91影视

Out of 280 trials, 123 guesses arecorrect by the touch therapists. It is claimed that that touch therapists randomly guess the answer.

The null hypothesis is written as follows.

The proportion of correct guesses is equal to 0.5.

\({H_0}:p = 0.5\).

The alternative hypothesis is written as follows.

The proportion of correct guesses is not equal to 0.5.

\({H_1}:p \ne 0.5\).

The test is two-tailed.

The sample size is n=280.

The sample proportion of correct guesses is computed below.

\[\begin{array}{c}\hat p = \frac{{{\rm{Number}}\;{\rm{of}}\;{\rm{correct}}\;{\rm{guesses}}}}{{{\rm{Sample}}\;{\rm{Size}}}}\\ = \frac{{123}}{{280}}\\ = 0.439\end{array}\].
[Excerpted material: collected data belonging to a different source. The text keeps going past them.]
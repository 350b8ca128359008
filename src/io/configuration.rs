//! Extraction constants and runtime configuration

use crate::algorithm::boundary::BoundaryOptions;
use crate::algorithm::markers::MarkerParams;
use crate::analysis::graph::ConduitLength;
use crate::io::error::{Result, SnowError, configuration_error};
use crate::math::distance::DomainBoundary;
use crate::spatial::border::Face;
use crate::spatial::neighborhood::Connectivity;
use serde::{Deserialize, Serialize};
use std::path::Path;

// Marker extraction defaults
/// Gaussian smoothing sigma in voxels
pub const DEFAULT_SIGMA: f64 = 0.4;
/// Gaussian kernel truncation in standard deviations
pub const DEFAULT_TRUNCATE: f64 = 4.0;
/// Dilation steps allowed per plateau before it is kept undecided
pub const DEFAULT_SADDLE_MAX_ITERATIONS: usize = 10;
/// Smoothed values closer than this are treated as equal
pub const DEFAULT_PLATEAU_TOLERANCE: f64 = 1e-9;
/// Proximity suppression radius as a multiple of peak height
pub const DEFAULT_PROXIMITY_FACTOR: f64 = 1.0;
/// Absolute minimum marker separation in voxels
pub const DEFAULT_MARKER_MIN_DISTANCE: f64 = 0.0;

// Progress bar display settings
/// Threshold for switching to batch progress mode
pub const MAX_INDIVIDUAL_PROGRESS_BARS: usize = 5;
/// Width of progress bars in characters
pub const PROGRESS_BAR_WIDTH: u16 = 50;

// Output settings
/// Suffix of the network table file
pub const NETWORK_SUFFIX: &str = "_network.json";
/// Suffix of the label image file
pub const LABELS_SUFFIX: &str = "_labels.png";
/// Fixed seed for the label colour permutation
pub const DEFAULT_COLOR_SEED: u64 = 42;

/// User-facing extraction settings
///
/// Dimension-independent checks happen in [`Self::validate`]; face names and
/// neighbor counts are checked against the field in [`Self::resolve`].
#[derive(Debug, Clone, PartialEq, Serialize, Deserialize)]
#[serde(default)]
pub struct SnowConfig {
    /// Gaussian sigma in voxels; 0 disables smoothing
    pub sigma: f64,
    /// Gaussian kernel truncation in standard deviations
    pub truncate: f64,
    /// Adjacency for plateaus, peak footprint and flooding
    pub connectivity: Connectivity,
    /// Conventional neighbor count (4/8 or 6/18/26) overriding `connectivity`
    pub neighbor_count: Option<usize>,
    /// Ball radius of the peak footprint, in voxels
    pub peak_footprint_radius: Option<f64>,
    /// Dilation steps allowed per plateau in the saddle test
    pub saddle_max_iterations: usize,
    /// Tolerance for treating smoothed values as equal
    pub plateau_tolerance: f64,
    /// Proximity suppression radius as a multiple of peak height
    pub proximity_factor: f64,
    /// Absolute minimum marker separation in voxels
    pub marker_min_distance: f64,
    /// Interpretation of the outside of the domain
    pub domain_boundary: DomainBoundary,
    /// Conduit length rule for throats
    pub conduit_length: ConduitLength,
    /// Names of the faces to tag
    pub boundary_faces: Vec<String>,
    /// Add a virtual pore per tagged face
    pub add_virtual_pores: bool,
    /// Keep distance map, smoothed map, markers and labels in the output
    pub retain_intermediates: bool,
    /// Size of a dedicated worker pool; the global pool when unset
    pub threads: Option<usize>,
}

impl Default for SnowConfig {
    fn default() -> Self {
        Self {
            sigma: DEFAULT_SIGMA,
            truncate: DEFAULT_TRUNCATE,
            connectivity: Connectivity::default(),
            neighbor_count: None,
            peak_footprint_radius: None,
            saddle_max_iterations: DEFAULT_SADDLE_MAX_ITERATIONS,
            plateau_tolerance: DEFAULT_PLATEAU_TOLERANCE,
            proximity_factor: DEFAULT_PROXIMITY_FACTOR,
            marker_min_distance: DEFAULT_MARKER_MIN_DISTANCE,
            domain_boundary: DomainBoundary::default(),
            conduit_length: ConduitLength::default(),
            boundary_faces: Vec::new(),
            add_virtual_pores: false,
            retain_intermediates: false,
            threads: None,
        }
    }
}

impl SnowConfig {
    /// Set the smoothing sigma
    #[must_use]
    pub const fn with_sigma(mut self, sigma: f64) -> Self {
        self.sigma = sigma;
        self
    }

    /// Set the Gaussian truncation
    #[must_use]
    pub const fn with_truncate(mut self, truncate: f64) -> Self {
        self.truncate = truncate;
        self
    }

    /// Set the connectivity
    #[must_use]
    pub const fn with_connectivity(mut self, connectivity: Connectivity) -> Self {
        self.connectivity = connectivity;
        self.neighbor_count = None;
        self
    }

    /// Set the connectivity by neighbor count, checked in [`Self::resolve`]
    #[must_use]
    pub const fn with_neighbor_count(mut self, count: usize) -> Self {
        self.neighbor_count = Some(count);
        self
    }

    /// Use a ball footprint of the given radius for peak detection
    #[must_use]
    pub const fn with_peak_footprint_radius(mut self, radius: f64) -> Self {
        self.peak_footprint_radius = Some(radius);
        self
    }

    /// Set the saddle test iteration limit
    #[must_use]
    pub const fn with_saddle_max_iterations(mut self, iterations: usize) -> Self {
        self.saddle_max_iterations = iterations;
        self
    }

    /// Set the plateau tolerance
    #[must_use]
    pub const fn with_plateau_tolerance(mut self, tolerance: f64) -> Self {
        self.plateau_tolerance = tolerance;
        self
    }

    /// Set the proximity factor
    #[must_use]
    pub const fn with_proximity_factor(mut self, factor: f64) -> Self {
        self.proximity_factor = factor;
        self
    }

    /// Set the minimum marker distance
    #[must_use]
    pub const fn with_marker_min_distance(mut self, distance: f64) -> Self {
        self.marker_min_distance = distance;
        self
    }

    /// Set the domain boundary mode
    #[must_use]
    pub const fn with_domain_boundary(mut self, boundary: DomainBoundary) -> Self {
        self.domain_boundary = boundary;
        self
    }

    /// Set the conduit length rule
    #[must_use]
    pub const fn with_conduit_length(mut self, mode: ConduitLength) -> Self {
        self.conduit_length = mode;
        self
    }

    /// Tag the named faces
    #[must_use]
    pub fn with_boundary_faces<I, S>(mut self, faces: I) -> Self
    where
        I: IntoIterator<Item = S>,
        S: Into<String>,
    {
        self.boundary_faces = faces.into_iter().map(Into::into).collect();
        self
    }

    /// Add virtual pores for tagged faces
    #[must_use]
    pub const fn with_virtual_pores(mut self, enabled: bool) -> Self {
        self.add_virtual_pores = enabled;
        self
    }

    /// Keep intermediate arrays in the output
    #[must_use]
    pub const fn with_intermediates(mut self, retain: bool) -> Self {
        self.retain_intermediates = retain;
        self
    }

    /// Run on a dedicated pool of the given size
    #[must_use]
    pub const fn with_threads(mut self, threads: usize) -> Self {
        self.threads = Some(threads);
        self
    }

    /// Load a configuration from a JSON file; missing keys take defaults
    ///
    /// # Errors
    ///
    /// Returns an error if the file cannot be read or parsed
    pub fn from_json_file(path: &Path) -> Result<Self> {
        let text = std::fs::read_to_string(path).map_err(|source| SnowError::FileSystem {
            path: path.to_path_buf(),
            operation: "read configuration",
            source,
        })?;
        serde_json::from_str(&text).map_err(|source| SnowError::Serialization {
            path: path.to_path_buf(),
            source,
        })
    }

    /// Check every parameter that does not depend on the field
    ///
    /// Face names are parsed here; whether a face exists in the field's
    /// dimensionality is left to [`Self::resolve`].
    ///
    /// # Errors
    ///
    /// Returns a configuration error for the first invalid parameter
    pub fn validate(&self) -> Result<()> {
        non_negative("sigma", self.sigma)?;
        non_negative("plateau_tolerance", self.plateau_tolerance)?;
        non_negative("proximity_factor", self.proximity_factor)?;
        non_negative("marker_min_distance", self.marker_min_distance)?;

        if !self.truncate.is_finite() || self.truncate <= 0.0 {
            return Err(configuration_error(
                "truncate",
                &self.truncate,
                &"must be a finite number greater than zero",
            ));
        }
        if let Some(radius) = self.peak_footprint_radius
            && (!radius.is_finite() || radius <= 1.0)
        {
            return Err(configuration_error(
                "peak_footprint_radius",
                &radius,
                &"must be a finite number greater than one voxel",
            ));
        }
        for name in &self.boundary_faces {
            name.parse::<Face>()?;
        }
        if self.threads == Some(0) {
            return Err(configuration_error(
                "threads",
                &0,
                &"a worker pool needs at least one thread",
            ));
        }
        Ok(())
    }

    /// Validate and resolve dimension-dependent settings for a field
    ///
    /// # Errors
    ///
    /// Returns a configuration error if validation fails, the neighbor count
    /// is not supported for `ndim`, or a face name is unknown or absent in
    /// `ndim` dimensions
    pub fn resolve(&self, ndim: usize) -> Result<ResolvedConfig> {
        self.validate()?;

        let connectivity = match self.neighbor_count {
            Some(count) => Connectivity::from_neighbor_count(ndim, count)?,
            None => self.connectivity,
        };
        let faces = self
            .boundary_faces
            .iter()
            .map(|name| Face::parse_for(name, ndim))
            .collect::<Result<Vec<_>>>()?;

        Ok(ResolvedConfig {
            marker: MarkerParams {
                sigma: self.sigma,
                truncate: self.truncate,
                connectivity,
                peak_footprint_radius: self.peak_footprint_radius,
                saddle_max_iterations: self.saddle_max_iterations,
                plateau_tolerance: self.plateau_tolerance,
                proximity_factor: self.proximity_factor,
                min_distance: self.marker_min_distance,
            },
            connectivity,
            domain_boundary: self.domain_boundary,
            conduit_length: self.conduit_length,
            boundary: BoundaryOptions {
                faces,
                add_virtual_pores: self.add_virtual_pores,
            },
            retain_intermediates: self.retain_intermediates,
        })
    }
}

/// Settings checked against a specific field dimensionality
#[derive(Debug, Clone, PartialEq)]
pub struct ResolvedConfig {
    /// Marker extraction parameters
    pub marker: MarkerParams,
    /// Adjacency used for flooding
    pub connectivity: Connectivity,
    /// Interpretation of the outside of the domain
    pub domain_boundary: DomainBoundary,
    /// Conduit length rule
    pub conduit_length: ConduitLength,
    /// Face tagging settings
    pub boundary: BoundaryOptions,
    /// Keep intermediates in the output
    pub retain_intermediates: bool,
}

fn non_negative(parameter: &'static str, value: f64) -> Result<()> {
    if value.is_finite() && value >= 0.0 {
        Ok(())
    } else {
        Err(configuration_error(
            parameter,
            &value,
            &"must be a finite number, zero or greater",
        ))
    }
}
The population proportion ofcorrect guesses is equal to 0.5.

The value of the test statistic is computed below.

\(\begin{array}{c}z = \frac{{\hat p - p}}{{\sqrt {\frac{{pq}}{n}} }}\\ = \frac{{0.439 - 0.5}}{{\sqrt {\frac{{0.5\left( {1 - 0.5} \right)}}{{280}}} }}\\ = - 2.032\end{array}\).

Thus, z=-2.032.

Referring to the standard normal table, the critical value of z at\(\alpha = 0.10\)for a two-tailed test is equal to 1.645.

Referring to the standard normal table, the p-value for the test statistic value of -2.032 is equal to 0.0422.

Asthe p-value is less than 0.10, the null hypothesis is rejected.

There is enough evidence to reject the claim that the touch therapists randomly guess the correct answer.

Asthe sample proportion of correct guesses equal to 43.9% is even less than 50% (as proposed by the method of random guesses), it can be said that touch therapists are not at all effective.